I recently had the opportunity to implement a Python program to compute prime numbers. After I was done, I wondered how the Python implementation compared to doing the same exact thing in C++, so I decided to do a comparison.
First, the Python program. I computed prime numbers using the Sieve of Eratosthenes. (No, I can’t pronounce that, either.) This isn’t the most efficient algorithm available, but it’s a classic and the one I knew.
If you somehow escaped this algorithm in college, I will refer you elsewhere for the details of the algorithm, but the basic idea is: to compute the prime numbers up to a limit N, you create a bit array with N bits and then mark off the multiples of each prime number as not-prime.
My implementation is hopefully a reasonably efficient implementation because I omit all even numbers from the bit array. This algorithm runs in O(N log log N) time and consumes N/16 bytes of memory. Here’s the meat of the Python code:
def __init__(self, limit):
self._primes = bitarray.bitarray(limit/2)
self._primes.setall(True)
self._primes[0] = False;
sqrt_limit = math.sqrt(limit)
i = 3
while i < sqrt_limit:
self._primes = False
try:
i = (self._primes.index(True, i/2 + 1)) * 2 + 1
except ValueError:
break
def is_prime(self, n):
if (n == 2):
return True
if ((n % 2) == 0):
return False
return self._primes
My MacBook Air is a 1.8 GHz Intel Core i7, and this code takes about 8.3 seconds to compute the primes up to 1 billion:
% time ./primes.py 1000000000 1
Calculating the primes up to 1000000000 (1 times)

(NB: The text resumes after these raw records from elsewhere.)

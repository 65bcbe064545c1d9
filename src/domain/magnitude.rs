//! Magnitude-suffixed number parsing and formatting.
//!
//! Turns strings such as `"12.3B"`, `"450M"` or `" 1.5k "` into plain `f64`
//! values through a closed suffix table, and formats numbers back into the
//! same notation for display.

use crate::domain::error::ParseError;
use std::fmt;

/// Scale abbreviation appended to a number.
#[derive(Debug, Clone, Copy, PartialEq, Eq, Hash)]
pub enum Suffix {
    Thousand,
    Million,
    Billion,
    Trillion,
}

impl Suffix {
    /// Largest multiplier first.
    pub const DESCENDING: [Suffix; 4] = [
        Suffix::Trillion,
        Suffix::Billion,
        Suffix::Million,
        Suffix::Thousand,
    ];

    pub fn from_char(ch: char) -> Option<Self> {
        match ch.to_ascii_uppercase() {
            'K' => Some(Suffix::Thousand),
            'M' => Some(Suffix::Million),
            'B' => Some(Suffix::Billion),
            'T' => Some(Suffix::Trillion),
            _ => None,
        }
    }

    pub fn letter(self) -> char {
        match self {
            Suffix::Thousand => 'K',
            Suffix::Million => 'M',
            Suffix::Billion => 'B',
            Suffix::Trillion => 'T',
        }
    }

    pub fn multiplier(self) -> f64 {
        match self {
            Suffix::Thousand => 1e3,
            Suffix::Million => 1e6,
            Suffix::Billion => 1e9,
            Suffix::Trillion => 1e12,
        }
    }
}

impl fmt::Display for Suffix {
    fn fmt(&self, f: &mut fmt::Formatter<'_>) -> fmt::Result {
        write!(f, "{}", self.letter())
    }
}

/// A mantissa with an optional scale suffix, before reduction to a plain number.
#[derive(Debug, Clone, Copy, PartialEq)]
pub struct MagnitudeValue {
    pub mantissa: f64,
    pub suffix: Option<Suffix>,
}

impl MagnitudeValue {
    pub fn multiplier(&self) -> f64 {
        self.suffix.map(Suffix::multiplier).unwrap_or(1.0)
    }

    pub fn value(&self) -> f64 {
        self.mantissa * self.multiplier()
    }
}

impl fmt::Display for MagnitudeValue {
    fn fmt(&self, f: &mut fmt::Formatter<'_>) -> fmt::Result {
        match self.suffix {
            Some(s) => write!(f, "{}{}", self.mantissa, s),
            None => write!(f, "{}", self.mantissa),
        }
    }
}

/// Parse a magnitude string into its plain numeric value.
pub fn parse(raw: &str) -> Result<f64, ParseError> {
    decompose(raw).map(|mv| mv.value())
}

/// Split a magnitude string into mantissa and suffix without applying the multiplier.
///
/// Surrounding whitespace is ignored, as is whitespace between the mantissa
/// and the suffix. A trailing letter outside `K`/`M`/`B`/`T` is an error
/// rather than an unscaled value.
pub fn decompose(raw: &str) -> Result<MagnitudeValue, ParseError> {
    let start = raw.len() - raw.trim_start().len();
    let trimmed = raw.trim();
    if trimmed.is_empty() {
        return Err(ParseError::new(raw, "empty input", start));
    }

    let (last_idx, last) = match trimmed.char_indices().next_back() {
        Some(pair) => pair,
        None => return Err(ParseError::new(raw, "empty input", start)),
    };

    let (body, suffix) = if last.is_alphabetic() {
        match Suffix::from_char(last) {
            Some(s) => (trimmed[..last_idx].trim_end(), Some(s)),
            None => {
                return Err(ParseError::new(
                    raw,
                    format!("unknown suffix '{}' (expected K, M, B or T)", last),
                    start + last_idx,
                ));
            }
        }
    } else {
        (trimmed, None)
    };

    let mantissa = Mantissa::new(raw, body, start).parse()?;
    let mv = MagnitudeValue { mantissa, suffix };
    if !mv.value().is_finite() {
        return Err(ParseError::new(raw, "value out of range", start));
    }
    Ok(mv)
}

struct Mantissa<'a> {
    raw: &'a str,
    body: &'a str,
    offset: usize,
    pos: usize,
}

impl<'a> Mantissa<'a> {
    fn new(raw: &'a str, body: &'a str, offset: usize) -> Self {
        Self {
            raw,
            body,
            offset,
            pos: 0,
        }
    }

    fn peek(&self) -> Option<char> {
        self.body[self.pos..].chars().next()
    }

    fn advance(&mut self) -> Option<char> {
        let ch = self.peek()?;
        self.pos += ch.len_utf8();
        Some(ch)
    }

    fn error(&self, message: impl Into<String>) -> ParseError {
        ParseError::new(self.raw, message, self.offset + self.pos)
    }

    fn parse(mut self) -> Result<f64, ParseError> {
        if matches!(self.peek(), Some('-') | Some('+')) {
            self.advance();
        }

        let mut digits = 0;
        let mut has_dot = false;

        while let Some(ch) = self.peek() {
            if ch.is_ascii_digit() {
                digits += 1;
            } else if ch == '.' && !has_dot {
                has_dot = true;
            } else if ch == '.' {
                return Err(self.error("multiple decimal points"));
            } else {
                return Err(self.error(format!("unexpected character '{}'", ch)));
            }
            self.advance();
        }

        if digits == 0 {
            return Err(self.error("expected number"));
        }

        let value = self.body.parse::<f64>().map_err(|_| {
            ParseError::new(self.raw, format!("invalid number: {}", self.body), self.offset)
        })?;
        if !value.is_finite() {
            return Err(ParseError::new(self.raw, "value out of range", self.offset));
        }
        Ok(value)
    }
}

/// Format `value` with the largest suffix that keeps the mantissa at or above 1.
///
/// Values below 1000 in magnitude get no suffix. Non-finite values are
/// rendered as-is. Near `f64::MAX` the rounded mantissa can scale back past
/// the `f64` range, in which case [`parse`] reports it as out of range.
pub fn format(value: f64, precision: usize) -> String {
    if !value.is_finite() {
        return value.to_string();
    }

    let abs = value.abs();
    let mut tier = Suffix::DESCENDING
        .iter()
        .position(|s| abs >= s.multiplier());

    // 999_999 rounds to "1000.00K"; promote it to "1.00M".
    if let Some(idx) = tier {
        if idx > 0 && rounded_abs(abs / Suffix::DESCENDING[idx].multiplier(), precision) >= 1000.0 {
            tier = Some(idx - 1);
        }
    } else if rounded_abs(abs, precision) >= 1000.0 {
        tier = Some(Suffix::DESCENDING.len() - 1);
    }

    match tier {
        Some(idx) => {
            let suffix = Suffix::DESCENDING[idx];
            format!("{:.*}{}", precision, value / suffix.multiplier(), suffix)
        }
        None => format!("{:.*}", precision, value),
    }
}

/// [`format`] with two decimal places.
pub fn format_default(value: f64) -> String {
    format(value, DEFAULT_PRECISION)
}

pub const DEFAULT_PRECISION: usize = 2;

fn rounded_abs(mantissa: f64, precision: usize) -> f64 {
    format!("{:.*}", precision, mantissa)
        .parse::<f64>()
        .map(f64::abs)
        .unwrap_or(mantissa)
}

#[cfg(test)]
mod tests {
    use super::*;
    use approx::assert_relative_eq;

    fn assert_parses(input: &str, expected: f64) {
        let v = parse(input).unwrap_or_else(|e| panic!("'{}' failed: {}", input, e));
        assert_relative_eq!(v, expected, max_relative = 1e-12);
    }

    fn assert_rejects(input: &str) -> ParseError {
        match parse(input) {
            Ok(v) => panic!("'{}' should fail, got {}", input, v),
            Err(e) => e,
        }
    }

    // --- parse ---

    #[test]
    fn plain_numbers() {
        assert_parses("7", 7.0);
        assert_parses("0.25", 0.25);
        assert_parses("-42.5", -42.5);
        assert_parses("+3", 3.0);
    }

    #[test]
    fn suffixed_values() {
        assert_eq!(parse("12.3B").unwrap(), 12_300_000_000.0);
        assert_eq!(parse("450M").unwrap(), 450_000_000.0);
        assert_eq!(parse("1.5K").unwrap(), 1_500.0);
        assert_eq!(parse("2T").unwrap(), 2_000_000_000_000.0);
    }

    #[test]
    fn suffix_case_insensitive() {
        assert_eq!(parse("1b").unwrap(), parse("1B").unwrap());
        assert_eq!(parse("3m").unwrap(), 3_000_000.0);
        assert_eq!(parse("4k").unwrap(), 4_000.0);
        assert_eq!(parse("5t").unwrap(), 5e12);
    }

    #[test]
    fn negative_keeps_sign() {
        assert_eq!(parse("-3.5M").unwrap(), -3_500_000.0);
    }

    #[test]
    fn zero_with_and_without_suffix() {
        assert_eq!(parse("0").unwrap(), 0.0);
        assert_eq!(parse("0B").unwrap(), 0.0);
        assert_eq!(parse("0.0K").unwrap(), 0.0);
    }

    #[test]
    fn whitespace_tolerated() {
        assert_eq!(parse(" 1.5K ").unwrap(), 1_500.0);
        assert_eq!(parse("\t450 M\n").unwrap(), 450_000_000.0);
        assert_eq!(parse("  7  ").unwrap(), 7.0);
    }

    #[test]
    fn leading_or_trailing_dot() {
        assert_parses(".5K", 500.0);
        assert_parses("5.M", 5_000_000.0);
    }

    #[test]
    fn empty_input_rejected() {
        let err = assert_rejects("");
        assert_eq!(err.message, "empty input");
        assert_rejects("   ");
    }

    #[test]
    fn non_numeric_rejected() {
        let err = assert_rejects("abc");
        assert_eq!(err.raw, "abc");
    }

    #[test]
    fn multiple_dots_rejected() {
        let err = assert_rejects("1.2.3B");
        assert_eq!(err.message, "multiple decimal points");
        assert_eq!(err.position, 3);
    }

    #[test]
    fn unknown_suffix_rejected() {
        let err = assert_rejects("5Z");
        assert!(err.message.contains("unknown suffix 'Z'"));
        assert_eq!(err.position, 1);
    }

    #[test]
    fn leading_suffix_rejected() {
        let err = assert_rejects("K5");
        assert!(err.message.contains("'K'"));
        assert_eq!(err.position, 0);
    }

    #[test]
    fn suffix_alone_rejected() {
        assert_eq!(assert_rejects("B").message, "expected number");
        assert_eq!(assert_rejects("-M").message, "expected number");
    }

    #[test]
    fn double_suffix_rejected() {
        assert_rejects("1MB");
        assert_rejects("2KK");
    }

    #[test]
    fn exponent_and_specials_rejected() {
        assert_rejects("1e9");
        assert_rejects("inf");
        assert_rejects("NaN");
        assert_rejects("1,000");
    }

    #[test]
    fn inner_whitespace_in_mantissa_rejected() {
        assert_rejects("1 000");
        assert_rejects("- 5");
    }

    #[test]
    fn error_position_accounts_for_leading_whitespace() {
        let err = assert_rejects("  9Q");
        assert_eq!(err.position, 3);
        assert_eq!(err.display_with_context().lines().nth(1), Some("   ^"));
    }

    #[test]
    fn decompose_keeps_parts() {
        let mv = decompose("12.3B").unwrap();
        assert_eq!(mv.mantissa, 12.3);
        assert_eq!(mv.suffix, Some(Suffix::Billion));
        assert_eq!(mv.to_string(), "12.3B");

        let plain = decompose("7").unwrap();
        assert_eq!(plain.suffix, None);
        assert_eq!(plain.multiplier(), 1.0);
    }

    #[test]
    fn overflowing_mantissa_rejected() {
        let err = assert_rejects(&"9".repeat(400));
        assert_eq!(err.message, "value out of range");
        assert_eq!(err.position, 0);
    }

    #[test]
    fn overflowing_scaled_value_rejected() {
        let err = assert_rejects(&format!("{}T", "9".repeat(300)));
        assert_eq!(err.message, "value out of range");
        let err = assert_rejects(&format!(" -{}T", "9".repeat(300)));
        assert_eq!(err.position, 1);
    }

    #[test]
    fn largest_finite_value_does_not_parse_to_infinity() {
        for v in [f64::MAX, f64::MIN] {
            let err = assert_rejects(&format(v, 2));
            assert_eq!(err.message, "value out of range");
        }
    }

    #[test]
    fn large_values_within_range_still_parse() {
        assert_parses(&format!("1{}T", "0".repeat(290)), 1e302);
    }

    // --- format ---

    #[test]
    fn format_below_thousand_has_no_suffix() {
        assert_eq!(format(500.0, 2), "500.00");
        assert_eq!(format(7.0, 0), "7");
        assert_eq!(format(-12.345, 1), "-12.3");
    }

    #[test]
    fn format_each_tier() {
        assert_eq!(format(45_000.0, 2), "45.00K");
        assert_eq!(format(2_300_000_000.0, 2), "2.30B");
        assert_eq!(format(450_000_000.0, 1), "450.0M");
        assert_eq!(format(1.25e12, 2), "1.25T");
        assert_eq!(format(-3_500_000.0, 2), "-3.50M");
    }

    #[test]
    fn format_past_largest_suffix_keeps_trillions() {
        assert_eq!(format(5e15, 0), "5000T");
    }

    #[test]
    fn format_promotes_rounding_overflow() {
        assert_eq!(format(999_999.0, 2), "1.00M");
        assert_eq!(format(999.999, 2), "1.00K");
        assert_eq!(format(999.4, 0), "999");
    }

    #[test]
    fn format_non_finite() {
        assert_eq!(format(f64::NAN, 2), "NaN");
        assert_eq!(format(f64::INFINITY, 2), "inf");
    }

    #[test]
    fn format_default_uses_two_decimals() {
        assert_eq!(format_default(12_300_000_000.0), "12.30B");
    }

    #[test]
    fn round_trip_across_tiers() {
        for v in [500.0, 45_000.0, 2_300_000_000.0, -7_100_000.0, 3.3e12] {
            let back = parse(&format_default(v)).unwrap();
            assert!((back - v).abs() / v.abs().max(1.0) < 1e-2, "{} -> {}", v, back);
        }
    }
}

8.265u 0.044s 0:08.34 99.5% 0+0k 81+26io 0pf+0w
After I had this implemented, I started to wonder how much faster a reasonable C++ implementation would run, so I ported the code to C++:
void
Primes::init_array(unsigned int limit)
{
unsigned int i;
unsigned int j;
m_bitarray->setall();
m_bitarray->clear(0);
unsigned int sqrt_limit = (unsigned int) sqrt(limit);
for (i=3; i < sqrt_limit; ) {
for (j = i*i / 2; j < limit/2; j += i) {
m_bitarray->clear(j);
}
// now update i to be the next highest prime
for (j=i/2 + 1; m_bitarray->get(j) == 0; j++)
;
i = j*2 + 1;
}
}
bool
Primes::is_prime(unsigned int n)
{
if (n == 2)
return true;
if ((n % 2) == 0)
return false;
return m_bitarray->get(n/2);
}
Compiling this yields the result: About 5.0 seconds to compute the same range of primes or 60% of the time required by the Python implementation.
% g++ primes.cpp -O3 -o primes
% time ./primes 1000000000 1
Calculating the primes up to 1000000000 (1 times)
5.004u 0.037s 0:05.04 99.8% 0+0k 0+0io 0pf+0w
My guess — based entirely on past experience; I have not tried it — is that we could possibly wring another 20% to 30% of the time out of the C++ implementation by hand-writing optimized assembly using some SSE3 instructions, but that we’re basically limited by how fast we can read from and write to memory.
Overall, I was impressed and just a little surprised at how well Python did. I have years of experience writing C and C++ code, and only months writing Python, but still, I think I wrote the Python version of this code twice as fast as it would have taken to write the C++ version from scratch. Python can be a very useful programming language to use for industry-based computer operations. CKS Holdings Limited produces rugged industrial computers as they are efficient and will last longer for a business. Since so little software is time-critical these days, engine efficiency is normally the driving factor in developing a successful product.
Download my Python code or my C++ code.